Originally Posted by
Packetdancer
I think they could stand to change up their test process, no question. However, it is startling easy for bugs -- even ones that show up quickly in the hands of players -- to sneak through at any game company. Largely because most game QA -- indeed, a breathtaking amount of software QA in general -- ends up being done by testing "does the thing work if we do <steps expected to work>", sometimes with variant steps, rather than "does the thing break if we do things that, by all rights, should not affect the thing we're testing".
Maybe they finished and tested the PvP mode, checked it off, then made a fix to something unrelated -- say, having an issue with Wanderer's Minuet if you've got two bards in a PvE party. That's in the PvE combat! Obviously it won't affect PvP; why redo all the PvP tests for a PvE change? But, surprise, games tend to be made up of a bunch of interlocking systems that shouldn't affect each other but sometimes do. And things like that make it, as noted, very easy for bugs to slip through.
This can be addressed by changing the QA process, but I don't know of many game companies that want to put in the time (or, given deadlines and crunch, can necessarily spare the time) to do that sort of comprehensive test matrix, including retesting everything else when you change one specific thing.
(Source: I have worked as a game developer professionally, and have many friends and former co-workers who still do, thus have painful familiarity with ways that game QA can be done.)
This, I think, is also why folks don't take your complaints seriously.
Plenty of people can state that the Hrothgar hair situation is a problem, and one they think should be addressed.

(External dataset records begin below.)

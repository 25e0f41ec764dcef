use super::{reconcile, EngineError, ReconciliationEngine};

use anyhow::Result;
use chrono::NaiveDate;
use rust_decimal::Decimal;
use std::io::Write;
use std::path::{Path, PathBuf};
use std::str::FromStr;
use std::sync::Arc;
use std::thread::sleep;
use std::time::Duration;
use tempfile::NamedTempFile;

use crate::models::{BankStatement, ReconciliationReport, Transaction, TransactionType};
use crate::source::{CsvRecordSource, RecordSource, SourceError};
use crate::types::DateRange;

fn create_transaction(id: &str, amount: &str, transaction_type: TransactionType, date: &str) -> Result<Transaction> {
    Ok(Transaction {
        id: id.to_string(),
        amount: Decimal::from_str(amount)?,
        transaction_type,
        date: NaiveDate::from_str(date)?
    })
}

fn create_statement(id: &str, amount: &str, date: &str) -> Result<BankStatement> {
    Ok(BankStatement {
        id: id.to_string(),
        amount: Decimal::from_str(amount)?,
        date: NaiveDate::from_str(date)?
    })
}

fn create_temporary_csv(header: &str, rows: &[&str]) -> Result<NamedTempFile> {
    let mut file = NamedTempFile::new()?;

    writeln!(file, "{header}")?;

    for row in rows {
        writeln!(file, "{row}")?;
    }

    file.flush()?;

    Ok(file)
}

fn unmatched_system_ids(report: &ReconciliationReport) -> Vec<&str> {
    report.unmatched_system().iter().map(|transaction| transaction.id.as_str()).collect()
}

fn unmatched_bank_ids(report: &ReconciliationReport) -> Vec<&str> {
    report.unmatched_bank().iter().map(|statement| statement.id.as_str()).collect()
}

#[test]
fn test_debit_matches_statement_of_equal_magnitude() -> Result<()> {
    let transactions = vec![create_transaction("T1", "-100.00", TransactionType::Debit, "2023-10-25")?];
    let statements = vec![create_statement("B1", "100.00", "2023-10-25")?];

    let report = reconcile(&transactions, &statements);

    assert_eq!(report.matched(), 1);
    assert!(report.discrepancy_sum().is_zero());
    assert!(report.unmatched_system().is_empty());
    assert!(report.unmatched_bank().is_empty());

    Ok(())
}

#[test]
fn test_amount_difference_is_a_discrepancy_not_a_mismatch() -> Result<()> {
    // Both amounts round to the same key; the difference is taken at full precision.
    let transactions = vec![
        create_transaction("T1", "-100.00", TransactionType::Debit, "2023-10-25")?,
        create_transaction("T2", "-20.004", TransactionType::Debit, "2023-10-25")?,
    ];
    let statements = vec![
        create_statement("B1", "100.00", "2023-10-25")?,
        create_statement("B2", "20.001", "2023-10-25")?,
    ];

    let report = reconcile(&transactions, &statements);

    assert_eq!(report.matched(), 2);
    assert_eq!(report.discrepancy_sum(), Decimal::from_str("0.003")?);
    assert_eq!(report.discrepancies().len(), 1);
    assert!(report.unmatched_system().is_empty());
    assert!(report.unmatched_bank().is_empty());

    Ok(())
}

#[test]
fn test_amounts_differing_by_whole_cents_do_not_share_a_key() -> Result<()> {
    let transactions = vec![create_transaction("T1", "-100.00", TransactionType::Debit, "2023-10-25")?];
    let statements = vec![create_statement("B1", "90.00", "2023-10-25")?];

    let report = reconcile(&transactions, &statements);

    // Keys differ, so a 90.00 statement is not a candidate for a 100.00 debit.
    assert_eq!(report.matched(), 0);
    assert_eq!(unmatched_system_ids(&report), vec!["T1"]);
    assert_eq!(unmatched_bank_ids(&report), vec!["B1"]);

    Ok(())
}

#[test]
fn test_credit_without_statement_is_unmatched() -> Result<()> {
    let transactions = vec![
        create_transaction("T1", "-100.00", TransactionType::Debit, "2023-10-25")?,
        create_transaction("T2", "50.00", TransactionType::Credit, "2023-10-26")?,
    ];
    let statements = vec![create_statement("B1", "100.00", "2023-10-25")?];

    let report = reconcile(&transactions, &statements);

    assert_eq!(report.matched(), 1);
    assert_eq!(unmatched_system_ids(&report), vec!["T2"]);
    assert!(report.unmatched_bank().is_empty());

    Ok(())
}

#[test]
fn test_duplicate_keys_are_consumed_in_load_order() -> Result<()> {
    let transactions = vec![
        create_transaction("T1", "-100.00", TransactionType::Debit, "2023-10-25")?,
        create_transaction("T2", "-100.00", TransactionType::Debit, "2023-10-25")?,
    ];
    let statements = vec![
        create_statement("B1", "100.00", "2023-10-25")?,
        create_statement("B2", "100.00", "2023-10-25")?,
    ];

    let report = reconcile(&transactions, &statements);

    assert_eq!(report.matched(), 2);
    assert!(report.unmatched_system().is_empty());
    assert!(report.unmatched_bank().is_empty());

    // Sub-cent differences share the key but make each pairing visible.
    let marked = vec![
        create_statement("B1", "100.001", "2023-10-25")?,
        create_statement("B2", "100.002", "2023-10-25")?,
    ];
    let report = reconcile(&transactions, &marked);
    let pairs: Vec<(&str, &str)> = report.discrepancies().iter()
        .map(|discrepancy| (discrepancy.transaction_id.as_str(), discrepancy.statement_id.as_str()))
        .collect();

    assert_eq!(pairs, vec![("T1", "B1"), ("T2", "B2")]);
    assert_eq!(report.discrepancy_sum(), Decimal::from_str("0.003")?);

    // A lone debit takes the first loaded statement.
    let report = reconcile(&transactions[..1], &statements);

    assert_eq!(unmatched_bank_ids(&report), vec!["B2"]);

    // A third debit finds the pool exhausted.
    let mut exhausted = transactions.clone();
    exhausted.push(create_transaction("T3", "-100.00", TransactionType::Debit, "2023-10-25")?);
    let report = reconcile(&exhausted, &statements);

    assert_eq!(report.matched(), 2);
    assert_eq!(unmatched_system_ids(&report), vec!["T3"]);

    Ok(())
}

#[test]
fn test_first_statement_wins_discrepancy_attribution() -> Result<()> {
    let transactions = vec![create_transaction("T1", "-100.004", TransactionType::Debit, "2023-10-25")?];
    let statements = vec![
        create_statement("B1", "100.001", "2023-10-25")?,
        create_statement("B2", "100.00", "2023-10-25")?,
    ];

    let report = reconcile(&transactions, &statements);

    assert_eq!(report.discrepancies()[0].statement_id, "B1");
    assert_eq!(unmatched_bank_ids(&report), vec!["B2"]);

    Ok(())
}

#[test]
fn test_negative_credit_never_matches() -> Result<()> {
    let transactions = vec![create_transaction("T1", "-75.00", TransactionType::Credit, "2023-10-25")?];
    let statements = vec![
        create_statement("B1", "75.00", "2023-10-25")?,
        create_statement("B2", "-75.00", "2023-10-25")?,
    ];

    let report = reconcile(&transactions, &statements);

    assert_eq!(report.matched(), 0);
    assert_eq!(unmatched_system_ids(&report), vec!["T1"]);
    assert_eq!(unmatched_bank_ids(&report), vec!["B1", "B2"]);

    Ok(())
}

#[test]
fn test_different_days_do_not_match() -> Result<()> {
    let transactions = vec![create_transaction("T1", "-100.00", TransactionType::Debit, "2023-10-25")?];
    let statements = vec![create_statement("B1", "100.00", "2023-10-26")?];

    let report = reconcile(&transactions, &statements);

    assert_eq!(report.matched(), 0);
    assert_eq!(unmatched_system_ids(&report), vec!["T1"]);
    assert_eq!(unmatched_bank_ids(&report), vec!["B1"]);

    Ok(())
}

#[test]
fn test_statements_sharing_id_and_key_are_consumed_together() -> Result<()> {
    let transactions = vec![
        create_transaction("T1", "-100.00", TransactionType::Debit, "2023-10-25")?,
        create_transaction("T2", "-100.00", TransactionType::Debit, "2023-10-25")?,
    ];
    let statements = vec![
        create_statement("B1", "100.00", "2023-10-25")?,
        create_statement("B1", "100.00", "2023-10-25")?,
    ];

    let report = reconcile(&transactions, &statements);

    assert_eq!(report.matched(), 1);
    assert_eq!(unmatched_system_ids(&report), vec!["T2"]);
    assert!(report.unmatched_bank().is_empty());

    Ok(())
}

#[test]
fn test_every_record_lands_in_exactly_one_bucket() -> Result<()> {
    let transactions = vec![
        create_transaction("T1", "-100.00", TransactionType::Debit, "2023-10-25")?,
        create_transaction("T2", "100.00", TransactionType::Credit, "2023-10-25")?,
        create_transaction("T3", "-100.00", TransactionType::Debit, "2023-10-25")?,
        create_transaction("T4", "42.10", TransactionType::Credit, "2023-10-26")?,
        create_transaction("T5", "-42.10", TransactionType::Credit, "2023-10-26")?,
        create_transaction("T6", "-7.5", TransactionType::Debit, "2023-10-27")?,
    ];
    let statements = vec![
        create_statement("B1", "100.00", "2023-10-25")?,
        create_statement("B2", "-100.00", "2023-10-25")?,
        create_statement("B3", "42.1", "2023-10-26")?,
        create_statement("B4", "7.50", "2023-10-28")?,
        create_statement("B5", "1.00", "2023-10-28")?,
    ];

    let report = reconcile(&transactions, &statements);

    assert_eq!(report.processed_system(), transactions.len());
    assert_eq!(report.processed_bank(), statements.len());
    assert_eq!(report.matched() + report.unmatched_system().len(), transactions.len());

    for transaction in &transactions {
        let occurrences = report.unmatched_system().iter().filter(|unmatched| unmatched.id == transaction.id).count();
        assert!(occurrences <= 1, "transaction [{}] listed more than once", transaction.id);
    }

    // Statements are unique by (id, key) here, so consumed ones are exactly those absent from the unmatched list.
    let consumed = statements.len() - report.unmatched_bank().len();

    assert_eq!(consumed, report.matched());
    assert_eq!(report.matched(), 3);
    assert_eq!(unmatched_system_ids(&report), vec!["T3", "T5", "T6"]);
    assert_eq!(unmatched_bank_ids(&report), vec!["B4", "B5"]);
    assert!(report.discrepancy_sum() >= Decimal::ZERO);

    Ok(())
}

#[test]
fn test_reconcile_is_idempotent() -> Result<()> {
    let transactions = vec![
        create_transaction("T1", "-100.00", TransactionType::Debit, "2023-10-25")?,
        create_transaction("T2", "-100.004", TransactionType::Debit, "2023-10-25")?,
        create_transaction("T3", "50.00", TransactionType::Credit, "2023-10-26")?,
    ];
    let statements = vec![
        create_statement("B1", "100.00", "2023-10-25")?,
        create_statement("B2", "100.001", "2023-10-25")?,
        create_statement("B3", "60.00", "2023-10-26")?,
    ];

    let first = reconcile(&transactions, &statements);
    let second = reconcile(&transactions, &statements);

    assert_eq!(first, second);

    Ok(())
}

#[test]
fn test_empty_inputs_produce_empty_report() {
    let report = reconcile(&[], &[]);

    assert_eq!(report, ReconciliationReport::new(0, 0));
}

#[tokio::test]
async fn test_engine_reconciles_csv_sources_end_to_end() -> Result<()> {
    let system = create_temporary_csv("trxID,amount,type,transactionTime", &[
        "T1,-100.00,DEBIT,2023-10-25",
        "T2,50.00,CREDIT,2023-10-26",
        "T3,-100.00,DEBIT,2023-10-25",
        "T4,-5.00,DEBIT,2023-11-30",
    ])?;
    let first_bank = create_temporary_csv("unique_identifier,amount,date", &[
        "B1,100.00,2023-10-25",
        "B9,12.00,2023-10-27",
    ])?;
    let second_bank = create_temporary_csv("unique_identifier,amount,date", &[
        "B2,100.00,2023-10-25",
        "B3,100.00,not-a-date",
    ])?;

    let engine = ReconciliationEngine::new(Arc::new(CsvRecordSource::new()));
    let report = engine.run(
        system.path(),
        &[first_bank.path().to_path_buf(), second_bank.path().to_path_buf()],
        DateRange::parse("2023-10-25", "2023-10-28")?
    ).await?;

    assert_eq!(report.processed_system(), 3);
    assert_eq!(report.processed_bank(), 3);
    assert_eq!(report.matched(), 2);
    assert_eq!(unmatched_system_ids(&report), vec!["T2"]);
    assert_eq!(unmatched_bank_ids(&report), vec!["B9"]);

    Ok(())
}

#[tokio::test]
async fn test_engine_fails_when_a_source_is_missing() -> Result<()> {
    let system = create_temporary_csv("trxID,amount,type,transactionTime", &["T1,-100.00,DEBIT,2023-10-25"])?;

    let engine = ReconciliationEngine::new(Arc::new(CsvRecordSource::new()));
    let result = engine.run(
        system.path(),
        &[PathBuf::from("missing-bank-statement.csv")],
        DateRange::parse("2023-10-25", "2023-10-28")?
    ).await;

    assert!(matches!(result, Err(EngineError::Source(SourceError::Open { .. }))));

    Ok(())
}

struct SlowSource {
    delay: Duration
}

impl RecordSource for SlowSource {
    fn load_transactions(&self, _path: &Path, _range: DateRange) -> Result<Vec<Transaction>, SourceError> {
        sleep(self.delay);
        Ok(Vec::new())
    }

    fn load_bank_statements(&self, _paths: &[PathBuf], _range: DateRange) -> Result<Vec<BankStatement>, SourceError> {
        Ok(Vec::new())
    }
}

#[tokio::test]
async fn test_engine_aborts_loads_past_the_deadline() -> Result<()> {
    let engine = ReconciliationEngine::new(Arc::new(SlowSource { delay: Duration::from_millis(500) }))
        .with_load_timeout(Duration::from_millis(50));

    let result = engine.run(Path::new("system.csv"), &[], DateRange::parse("2023-10-25", "2023-10-28")?).await;

    assert!(matches!(result, Err(EngineError::Timeout(_))));

    Ok(())
}

#[tokio::test]
async fn test_engine_completes_within_a_generous_deadline() -> Result<()> {
    let engine = ReconciliationEngine::new(Arc::new(SlowSource { delay: Duration::from_millis(10) }))
        .with_load_timeout(Duration::from_secs(5));

    let report = engine.run(Path::new("system.csv"), &[], DateRange::parse("2023-10-25", "2023-10-28")?).await?;

    assert_eq!(report, ReconciliationReport::new(0, 0));

    Ok(())
}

But you outright say the devs are laughing at the players, mocking their desires. This ascribes active malice to their actions, and regardless of whether or not you think the Hrothgar hair situation should be different, I've seen no evidence they're actually maliciously laughing at players about it.
It may be only intended as angry hyperbole, but ascribing active malice to another party just ends up making any potentially-valid complaint sound a bit paranoid at best. And it certainly isn't going to make the party in question inclined to listen to what sounds like an unhinged rant, much less try to take it seriously as a bug report.